◆ PROVIDED RECORDS
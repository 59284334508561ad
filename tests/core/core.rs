use preflight::core::changes::ChangedFileSet;
use preflight::core::collaborator::{CommandOutput, CommandRunner};
use preflight::core::config::{CheckDef, PreflightConfig};
use preflight::core::error::PreflightError;
use preflight::core::preflight::{StepStatus, run_preflight};
use preflight::core::repo::RepositoryContext;
use preflight::core::rulebook::TaskLocationKind;
use preflight::core::tasks_doc::{RED_GATE_PHRASE, REQUIRED_CHANGE_TASKS_HEADINGS};
use preflight::core::vcs::VersionControl;
use std::fs;
use std::path::Path;
use tempfile::{TempDir, tempdir};

const BRANCH: &str = "task/350-self-archive-nonrecursive-governance";
const TASK_ID: &str = "issue-350-self-archive-nonrecursive-governance";

struct FakeVcs {
    branch: String,
    changed: Vec<String>,
}

impl FakeVcs {
    fn on(branch: &str, changed: &[&str]) -> Self {
        Self {
            branch: branch.to_string(),
            changed: changed.iter().map(|p| p.to_string()).collect(),
        }
    }
}

impl VersionControl for FakeVcs {
    fn current_branch(&mut self, _ctx: &RepositoryContext) -> Result<String, PreflightError> {
        Ok(self.branch.clone())
    }

    fn changed_files(
        &mut self,
        _ctx: &RepositoryContext,
        _base_ref: &str,
    ) -> Result<ChangedFileSet, PreflightError> {
        Ok(ChangedFileSet::from_paths(&self.changed))
    }
}

/// Records every command; fails the ones whose joined argv starts with `fail_prefix`.
#[derive(Default)]
struct RecordingRunner {
    calls: Vec<String>,
    fail_prefix: Option<String>,
}

impl RecordingRunner {
    fn failing(prefix: &str) -> Self {
        Self {
            calls: Vec::new(),
            fail_prefix: Some(prefix.to_string()),
        }
    }

    fn ran(&self, prefix: &str) -> bool {
        self.calls.iter().any(|c| c.starts_with(prefix))
    }
}

impl CommandRunner for RecordingRunner {
    fn run(&mut self, argv: &[String], _cwd: &Path) -> Result<CommandOutput, PreflightError> {
        let joined = argv.join(" ");
        self.calls.push(joined.clone());
        let failed = self
            .fail_prefix
            .as_deref()
            .is_some_and(|p| joined.starts_with(p));
        Ok(CommandOutput {
            code: if failed { 1 } else { 0 },
            out: if failed { "boom".to_string() } else { String::new() },
        })
    }
}

fn write(root: &Path, rel: &str, content: &str) {
    let path = root.join(rel);
    fs::create_dir_all(path.parent().expect("parent")).expect("create parent");
    fs::write(path, content).expect("write file");
}

fn write_task_dir(root: &Path, rel_dir: &str) {
    for name in [".metadata.json", "proposal.md", "tasks.md"] {
        write(root, &format!("{}/{}", rel_dir, name), "ok");
    }
}

fn setup_repo() -> (TempDir, RepositoryContext) {
    let tmp = tempdir().expect("tempdir");
    let ctx = RepositoryContext::new(tmp.path());
    write(tmp.path(), "openspec/_ops/task_runs/ISSUE-350.md", "# run log\n");
    fs::create_dir_all(ctx.rulebook_archive_dir()).expect("archive dir");
    (tmp, ctx)
}

fn valid_tasks_doc() -> String {
    let h = REQUIRED_CHANGE_TASKS_HEADINGS;
    format!(
        "{}\n\n{}\n\n- 每个 Scenario 映射到测试\n- {}\n\n{}\n\n{}\n\n{}\n\n{}\n",
        h[0], h[1], RED_GATE_PHRASE, h[2], h[3], h[4], h[5]
    )
}

#[test]
fn active_task_runs_registry_and_remaining_checks() {
    let (tmp, ctx) = setup_repo();
    write_task_dir(tmp.path(), &format!("rulebook/tasks/{}", TASK_ID));

    let mut vcs = FakeVcs::on(BRANCH, &["src/app.ts", "scripts/tool.py"]);
    let mut runner = RecordingRunner::default();
    let report = run_preflight(&ctx, &PreflightConfig::default(), &mut vcs, &mut runner)
        .expect("preflight should pass");

    assert_eq!(report.location.kind, TaskLocationKind::Active);
    assert_eq!(report.task_id.as_str(), TASK_ID);
    assert_eq!(report.changed_files, 2);
    assert_eq!(
        runner.calls,
        vec![
            "git status --porcelain=v1".to_string(),
            format!("rulebook task validate {}", TASK_ID),
            "pnpm exec prettier --check src/app.ts".to_string(),
            "pnpm typecheck".to_string(),
            "pnpm lint".to_string(),
            "pnpm contract:check".to_string(),
            "pnpm test:unit".to_string(),
        ]
    );
    assert_eq!(
        report.step("execution order check").map(|s| s.status),
        Some(StepStatus::Skipped)
    );
}

#[test]
fn archived_task_skips_registry_validation() {
    let (tmp, ctx) = setup_repo();
    write_task_dir(
        tmp.path(),
        &format!("rulebook/tasks/archive/2026-02-09-{}", TASK_ID),
    );

    let mut vcs = FakeVcs::on(BRANCH, &[]);
    let mut runner = RecordingRunner::default();
    let report = run_preflight(&ctx, &PreflightConfig::default(), &mut vcs, &mut runner)
        .expect("preflight should pass");

    assert_eq!(report.location.kind, TaskLocationKind::Archive);
    assert!(!runner.ran("rulebook"));
    assert!(!runner.ran("pnpm exec prettier"));
    assert!(runner.ran("pnpm test:unit"));
    assert_eq!(
        report.step("rulebook-validate").map(|s| s.status),
        Some(StepStatus::Skipped)
    );
}

#[test]
fn task_in_both_areas_aborts_before_collaborators() {
    let (tmp, ctx) = setup_repo();
    write_task_dir(tmp.path(), &format!("rulebook/tasks/{}", TASK_ID));
    write_task_dir(
        tmp.path(),
        &format!("rulebook/tasks/archive/2026-02-09-{}", TASK_ID),
    );

    let mut vcs = FakeVcs::on(BRANCH, &["src/app.ts"]);
    let mut runner = RecordingRunner::default();
    let err = run_preflight(&ctx, &PreflightConfig::default(), &mut vcs, &mut runner)
        .expect_err("both locations must fail");

    assert!(matches!(err, PreflightError::ConsistencyViolation(_)));
    assert!(err.to_string().contains("both active and archived"));
    assert_eq!(runner.calls, vec!["git status --porcelain=v1".to_string()]);
}

#[test]
fn malformed_branch_is_a_contract_violation() {
    let (_tmp, ctx) = setup_repo();
    let mut vcs = FakeVcs::on("feature/Task_350", &[]);
    let mut runner = RecordingRunner::default();
    let err = run_preflight(&ctx, &PreflightConfig::default(), &mut vcs, &mut runner)
        .expect_err("branch must fail");

    assert!(matches!(err, PreflightError::ContractViolation(_)));
    assert!(err.to_string().contains("feature/Task_350"));
    assert!(runner.calls.is_empty());
}

#[test]
fn missing_run_log_fails_before_repo_checks() {
    let tmp = tempdir().expect("tempdir");
    let ctx = RepositoryContext::new(tmp.path());
    let mut vcs = FakeVcs::on(BRANCH, &[]);
    let mut runner = RecordingRunner::default();
    let err = run_preflight(&ctx, &PreflightConfig::default(), &mut vcs, &mut runner)
        .expect_err("run log must be required");

    assert!(matches!(err, PreflightError::MissingArtifact(_)));
    assert!(err.to_string().contains("[RUN_LOG] required file missing"));
    assert!(err.to_string().contains("ISSUE-350.md"));
    assert!(runner.calls.is_empty());
}

#[test]
fn missing_task_dir_fails() {
    let (_tmp, ctx) = setup_repo();
    let mut vcs = FakeVcs::on(BRANCH, &[]);
    let mut runner = RecordingRunner::default();
    let err = run_preflight(&ctx, &PreflightConfig::default(), &mut vcs, &mut runner)
        .expect_err("task dir must be required");
    assert!(err.to_string().contains("required task dir missing"));
}

#[test]
fn invalid_change_tasks_stop_before_formatter() {
    let (tmp, ctx) = setup_repo();
    write_task_dir(tmp.path(), &format!("rulebook/tasks/{}", TASK_ID));
    write(
        tmp.path(),
        "openspec/changes/add-x/tasks.md",
        &valid_tasks_doc().replace(RED_GATE_PHRASE, "TBD"),
    );

    let mut vcs = FakeVcs::on(BRANCH, &["openspec/changes/add-x/tasks.md"]);
    let mut runner = RecordingRunner::default();
    let err = run_preflight(&ctx, &PreflightConfig::default(), &mut vcs, &mut runner)
        .expect_err("red gate must be required");

    assert!(matches!(err, PreflightError::StructuralViolation(_)));
    assert!(err.to_string().contains("Red-gate"));
    assert!(!runner.ran("pnpm"));
}

#[test]
fn execution_order_must_be_refreshed_with_active_changes() {
    let (tmp, ctx) = setup_repo();
    write_task_dir(tmp.path(), &format!("rulebook/tasks/{}", TASK_ID));
    write(tmp.path(), "openspec/changes/add-x/tasks.md", &valid_tasks_doc());
    write(tmp.path(), "openspec/changes/add-y/tasks.md", &valid_tasks_doc());
    write(
        tmp.path(),
        "openspec/changes/EXECUTION_ORDER.md",
        "更新时间：2026-02-09 10:00\n\n## 执行策略\n\n## 执行顺序\n\n1. add-x\n2. add-y\n\n## 依赖说明\n",
    );

    let mut vcs = FakeVcs::on(BRANCH, &["openspec/changes/add-x/tasks.md"]);
    let mut runner = RecordingRunner::default();
    let err = run_preflight(&ctx, &PreflightConfig::default(), &mut vcs, &mut runner)
        .expect_err("order doc must be in the submission");
    assert!(matches!(err, PreflightError::ConsistencyViolation(_)));

    let mut vcs = FakeVcs::on(
        BRANCH,
        &[
            "openspec/changes/add-x/tasks.md",
            "openspec/changes/EXECUTION_ORDER.md",
        ],
    );
    let mut runner = RecordingRunner::default();
    let report = run_preflight(&ctx, &PreflightConfig::default(), &mut vcs, &mut runner)
        .expect("preflight should pass");
    assert_eq!(
        report.step("execution order check").map(|s| s.status),
        Some(StepStatus::Passed)
    );
    assert!(runner.ran(
        "pnpm exec prettier --check openspec/changes/EXECUTION_ORDER.md openspec/changes/add-x/tasks.md"
    ));
}

#[test]
fn collaborator_failure_stops_later_checks() {
    let (tmp, ctx) = setup_repo();
    write_task_dir(tmp.path(), &format!("rulebook/tasks/{}", TASK_ID));

    let mut vcs = FakeVcs::on(BRANCH, &[]);
    let mut runner = RecordingRunner::failing("pnpm lint");
    let err = run_preflight(&ctx, &PreflightConfig::default(), &mut vcs, &mut runner)
        .expect_err("lint failure must be fatal");

    assert!(matches!(err, PreflightError::CollaboratorFailure(_)));
    assert_eq!(err.to_string(), "command failed: pnpm lint (exit 1)");
    assert!(!runner.ran("pnpm contract:check"));
    assert!(!runner.ran("pnpm test:unit"));
}

#[test]
fn configured_checks_replace_defaults() {
    let (tmp, ctx) = setup_repo();
    write_task_dir(tmp.path(), &format!("rulebook/tasks/{}", TASK_ID));

    let config = PreflightConfig {
        checks: vec![CheckDef {
            name: "unit".to_string(),
            command: "npm".to_string(),
            args: vec!["test".to_string()],
        }],
        ..PreflightConfig::default()
    };
    let mut vcs = FakeVcs::on(BRANCH, &[]);
    let mut runner = RecordingRunner::default();
    run_preflight(&ctx, &config, &mut vcs, &mut runner).expect("preflight should pass");

    assert_eq!(runner.calls.last().map(String::as_str), Some("npm test"));
    assert!(!runner.ran("pnpm"));
}
//! Gate configuration from `preflight.toml`.
//!
//! The file is optional; every key falls back to the workflow's standard
//! toolchain (pnpm + prettier + rulebook). Rule texts are not configurable.

use crate::core::changes::DEFAULT_FORMATTER_EXTENSIONS;
use crate::core::error::PreflightError;
use serde::{Deserialize, Serialize};
use std::fs;
use std::path::{Path, PathBuf};

pub const CONFIG_FILE: &str = "preflight.toml";
pub const CONFIG_DIR: &str = ".preflight";

/// An external program plus its leading arguments.
#[derive(Debug, Clone, Deserialize, Serialize, PartialEq, Eq)]
#[serde(deny_unknown_fields)]
pub struct CommandDef {
    pub command: String,
    #[serde(default)]
    pub args: Vec<String>,
}

impl CommandDef {
    pub fn new(command: &str, args: &[&str]) -> Self {
        Self {
            command: command.to_string(),
            args: args.iter().map(|a| a.to_string()).collect(),
        }
    }

    /// Full argv: command, configured args, then `extra`.
    pub fn argv(&self, extra: &[String]) -> Vec<String> {
        let mut argv = Vec::with_capacity(1 + self.args.len() + extra.len());
        argv.push(self.command.clone());
        argv.extend(self.args.iter().cloned());
        argv.extend(extra.iter().cloned());
        argv
    }
}

/// A named unconditional check (typecheck, lint, ...).
#[derive(Debug, Clone, Deserialize, Serialize, PartialEq, Eq)]
#[serde(deny_unknown_fields)]
pub struct CheckDef {
    pub name: String,
    pub command: String,
    #[serde(default)]
    pub args: Vec<String>,
}

impl CheckDef {
    fn pnpm(name: &str, script: &str) -> Self {
        Self {
            name: name.to_string(),
            command: "pnpm".to_string(),
            args: vec![script.to_string()],
        }
    }

    pub fn as_command(&self) -> CommandDef {
        CommandDef {
            command: self.command.clone(),
            args: self.args.clone(),
        }
    }
}

fn default_base_ref() -> String {
    "origin/main".to_string()
}

fn default_formatter_extensions() -> Vec<String> {
    DEFAULT_FORMATTER_EXTENSIONS
        .iter()
        .map(|e| e.to_string())
        .collect()
}

fn default_formatter() -> CommandDef {
    CommandDef::new("pnpm", &["exec", "prettier", "--check"])
}

fn default_registry() -> CommandDef {
    CommandDef::new("rulebook", &["task", "validate"])
}

fn default_checks() -> Vec<CheckDef> {
    vec![
        CheckDef::pnpm("typecheck", "typecheck"),
        CheckDef::pnpm("lint", "lint"),
        CheckDef::pnpm("contract", "contract:check"),
        CheckDef::pnpm("unit", "test:unit"),
    ]
}

/// The preflight.toml structure
#[derive(Debug, Clone, Deserialize, Serialize, PartialEq, Eq)]
#[serde(deny_unknown_fields)]
pub struct PreflightConfig {
    /// Remote ref the branch diff is taken against.
    #[serde(default = "default_base_ref")]
    pub base_ref: String,
    #[serde(default = "default_formatter_extensions")]
    pub formatter_extensions: Vec<String>,
    /// Changed formatter targets are appended to this command.
    #[serde(default = "default_formatter")]
    pub formatter: CommandDef,
    /// The task id is appended to this command.
    #[serde(default = "default_registry")]
    pub registry: CommandDef,
    #[serde(default = "default_checks", rename = "check")]
    pub checks: Vec<CheckDef>,
}

impl Default for PreflightConfig {
    fn default() -> Self {
        Self {
            base_ref: default_base_ref(),
            formatter_extensions: default_formatter_extensions(),
            formatter: default_formatter(),
            registry: default_registry(),
            checks: default_checks(),
        }
    }
}

impl PreflightConfig {
    pub fn parse(content: &str) -> Result<Self, PreflightError> {
        let config: PreflightConfig =
            toml::from_str(content).map_err(|e| PreflightError::ConfigError(e.to_string()))?;
        if config.base_ref.trim().is_empty() {
            return Err(PreflightError::ConfigError("base_ref must not be empty".into()));
        }
        if config.formatter.command.trim().is_empty() || config.registry.command.trim().is_empty()
        {
            return Err(PreflightError::ConfigError("command must not be empty".into()));
        }
        if let Some(check) = config.checks.iter().find(|c| c.command.trim().is_empty()) {
            return Err(PreflightError::ConfigError(format!(
                "check '{}' has an empty command",
                check.name
            )));
        }
        Ok(config)
    }
}

/// Candidate config locations, in lookup order.
pub fn config_paths(repo_root: &Path) -> [PathBuf; 2] {
    [
        repo_root.join(CONFIG_FILE),
        repo_root.join(CONFIG_DIR).join(CONFIG_FILE),
    ]
}

/// Load config from the repository root; no file means defaults.
pub fn load_config(repo_root: &Path) -> Result<PreflightConfig, PreflightError> {
    for path in config_paths(repo_root) {
        if path.is_file() {
            let content = fs::read_to_string(&path).map_err(PreflightError::IoError)?;
            return PreflightConfig::parse(&content).map_err(|e| match e {
                PreflightError::ConfigError(msg) => {
                    PreflightError::ConfigError(format!("{}: {}", path.display(), msg))
                }
                other => other,
            });
        }
    }
    Ok(PreflightConfig::default())
}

◆ PROBLEM REQUIREMENTS
Each line of the listing that contains the word "iter" must be counted. Give only the resulting figure.

◆ EXERCISE ANSWER
7